Shaw and Tomas infiltrate to find the vials but are intercepted by Marko, who plans to inject them with the virus, revealing that his employer intends to start a global pandemic. As Grice and his partner arrive, they are ambushed by Reese and Fusco. This allows Shaw and Tomas to escape from Marko after subduing his team. Grice finds Shaw and allows her to escape with the virus while his partner kills Marko. Tomas leaves for Barcelona and Shaw declines his offer to join him. Finch is left concerned by the collateral damage of their war with Samaritan and he questions what he is capable of doing for the greater good. Before parting for his next mission, Grice deletes security surveillance where he allowed Shaw to go. Samaritan retrieves the video and starts repairing it, eventually finding a trace of Shaw's face although she is still unrecognizable.

==Reception==
===Viewers===
In its original American broadcast, "Honor Among Thieves" was seen by an estimated 9.11 million household viewers and gained a 1.3/4 ratings share among adults aged 18–49, according to Nielsen Media Research. This means that 1.3 percent of all households with televisions watched the episode, while 4 percent of all households watching television at that time watched it. This was a 7% decrease in viewership from the previous episode, which was watched by 9.72 million viewers with a 1.7/5 in the 18-49 demographics. With these ratings, Person of Interest was the third most watched show on CBS for the night, behind NCIS: New Orleans and NCIS, second on its timeslot and eighth for the night in the 18-49 demographics, behind The Flash, Agents of S.H.I.E.L.D., MasterChef Junior, NCIS: New Orleans, Chicago Fire, NCIS, and The Voice.

With Live +7 DVR factored in, the episode was watched by 13.07 million viewers with a 2.3 in the 18-49 demographics.

===Critical reviews===
"Honor Among Thieves" received positive reviews from critics.
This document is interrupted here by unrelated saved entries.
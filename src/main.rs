//! # Functional Doc CLI (`fdoc`)
//!
//! Generates a functional documentation report from a ZIP archive of source
//! code.
//!
//! ## Commands
//!
//! | Command | Description |
//! |---------|-------------|
//! | `fdoc generate <ARCHIVE>` | Run the full pipeline and write `.md` + `.docx` |
//! | `fdoc discover <ARCHIVE>` | List the files a run would analyze, without model calls |
//! | `fdoc init [PATH]` | Write an example configuration file |
//!
//! ## Examples
//!
//! ```bash
//! # Generate into ./docs with the default Groq + Ollama setup
//! GROQ_API_KEY=... fdoc generate project.zip --out ./docs
//!
//! # Analyze at most 10 files, failing on the first model error
//! fdoc generate project.zip --max-files 10 --on-failure abort
//! ```

use std::path::{Path, PathBuf};

use anyhow::{bail, Context, Result};
use clap::{Parser, Subcommand};
use tokio_util::sync::CancellationToken;
use tracing_subscriber::EnvFilter;

use functional_doc::archive::SourceArchive;
use functional_doc::config::{self, Config, FailurePolicy, EXAMPLE_CONFIG};
use functional_doc::pipeline::{generate_functional_doc, survey_archive, ModelClients};
use functional_doc::progress::{format_number, ProgressMode};

const DEFAULT_CONFIG_FILE: &str = "fdoc.toml";

/// Functional Doc: turn a source archive into functional documentation.
#[derive(Parser)]
#[command(
    name = "fdoc",
    about = "Generate functional documentation (Markdown + DOCX) from a source-code archive",
    version
)]
struct Cli {
    /// Path to configuration file (TOML).
    ///
    /// When omitted, `./fdoc.toml` is used if present, otherwise built-in
    /// defaults.
    #[arg(long, global = true)]
    config: Option<PathBuf>,

    #[command(subcommand)]
    command: Commands,
}

#[derive(Subcommand)]
enum Commands {
    /// Generate the documentation report.
    ///
    /// Writes `functional_doc.md` and `functional_doc.docx` into the output
    /// directory, replacing any previous report there. Ctrl-C cancels the run;
    /// a second Ctrl-C exits immediately.
    Generate {
        /// ZIP archive of the project.
        archive: PathBuf,

        /// Output directory.
        #[arg(long, default_value = "./output")]
        out: PathBuf,

        /// Maximum number of files to analyze (overrides `[analysis].max_files`).
        #[arg(long)]
        max_files: Option<usize>,

        /// Concurrent model calls (overrides `[analysis].concurrency`).
        #[arg(long)]
        concurrency: Option<usize>,

        /// What to do when analysis of one file fails.
        #[arg(long, value_enum)]
        on_failure: Option<FailurePolicy>,

        /// Progress output on stderr. Defaults to `human` on a terminal.
        #[arg(long, value_enum)]
        progress: Option<ProgressMode>,
    },

    /// List recognized source files without calling any model.
    Discover {
        /// ZIP archive of the project.
        archive: PathBuf,

        /// Maximum number of files to analyze (overrides `[analysis].max_files`).
        #[arg(long)]
        max_files: Option<usize>,
    },

    /// Write a commented example configuration.
    Init {
        /// Destination file.
        #[arg(default_value = DEFAULT_CONFIG_FILE)]
        path: PathBuf,
    },
}

fn init_logging() {
    let _ = tracing_subscriber::fmt()
        .with_env_filter(
            EnvFilter::try_from_default_env().unwrap_or_else(|_| EnvFilter::new("warn")),
        )
        .with_writer(std::io::stderr)
        .try_init();
}

fn resolve_config(explicit: Option<&Path>) -> Result<Config> {
    match explicit {
        Some(path) => config::load_config(path),
        None => {
            let fallback = Path::new(DEFAULT_CONFIG_FILE);
            if fallback.is_file() {
                config::load_config(fallback)
            } else {
                Ok(Config::default())
            }
        }
    }
}

#[tokio::main]
async fn main() -> Result<()> {
    init_logging();
    let cli = Cli::parse();

    match cli.command {
        Commands::Init { path } => {
            if path.exists() {
                bail!("Config file already exists: {}", path.display());
            }
            std::fs::write(&path, EXAMPLE_CONFIG)
                .with_context(|| format!("Failed to write {}", path.display()))?;
            println!("Wrote example configuration to {}", path.display());
        }
        Commands::Discover { archive, max_files } => {
            let mut cfg = resolve_config(cli.config.as_deref())?;
            if let Some(n) = max_files {
                cfg.analysis.max_files = n;
            }
            config::validate(&cfg)?;

            let entries = survey_archive(&cfg, SourceArchive::Path(archive.clone()))?;
            println!("discover {} (dry-run)", archive.display());
            for entry in &entries {
                let status = if entry.empty {
                    "empty"
                } else if entry.within_cap {
                    "analyze"
                } else {
                    "over cap"
                };
                println!(
                    "  {:<60} {:>12} bytes  {}",
                    entry.relative_path,
                    format_number(entry.bytes),
                    status
                );
            }
            let non_empty = entries.iter().filter(|e| !e.empty).count();
            let selected = entries.iter().filter(|e| e.within_cap).count();
            println!("  source files: {}", entries.len());
            println!("  non-empty: {}", non_empty);
            println!("  to analyze: {} (cap {})", selected, cfg.analysis.max_files);
        }
        Commands::Generate {
            archive,
            out,
            max_files,
            concurrency,
            on_failure,
            progress,
        } => {
            let mut cfg = resolve_config(cli.config.as_deref())?;
            if let Some(n) = max_files {
                cfg.analysis.max_files = n;
            }
            if let Some(n) = concurrency {
                cfg.analysis.concurrency = n;
            }
            if let Some(policy) = on_failure {
                cfg.analysis.on_failure = policy;
            }
            config::validate(&cfg)?;

            let clients = ModelClients::from_config(&cfg)?;
            let reporter = progress
                .unwrap_or_else(ProgressMode::default_for_tty)
                .reporter();

            let cancel = CancellationToken::new();
            let trigger = cancel.clone();
            tokio::spawn(async move {
                while tokio::signal::ctrl_c().await.is_ok() {
                    if trigger.is_cancelled() {
                        eprintln!("fdoc  interrupted again, exiting");
                        std::process::exit(130);
                    }
                    eprintln!("fdoc  cancelling... (Ctrl-C again to exit now)");
                    trigger.cancel();
                }
            });

            let doc = generate_functional_doc(
                &cfg,
                &clients,
                SourceArchive::Path(archive),
                &out,
                &cancel,
                reporter.as_ref(),
            )
            .await?;

            println!("Documentation generated:");
            println!("  {}", doc.markdown_path.display());
            println!("  {}", doc.docx_path.display());
            if doc.files_failed > 0 {
                eprintln!(
                    "warning: analysis failed for {} of {} files; see the placeholder notes",
                    doc.files_failed,
                    doc.files_analyzed + doc.files_failed
                );
            }
        }
    }

    Ok(())
}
Matt Fowler of IGN gave the episode a "great" 8.5 out of 10 rating and wrote in his verdict, "'Honor Among Thieves' was a great Shaw episode, an even greater Shaw/Root episode (even though things still remain unsaid), and it ended on a game-changing moment that may force Team Machine's hand in the near future."

Alexa Planje of The A.V. Club gave the episode a "B" grade and wrote, "Even when it falters, Person of Interest remains relevant because of its ability to focus in on the specific while keeping an eye on the big picture. Society is a tangled web and this show maintains its curiosity, searching for storytelling opportunities in every strand."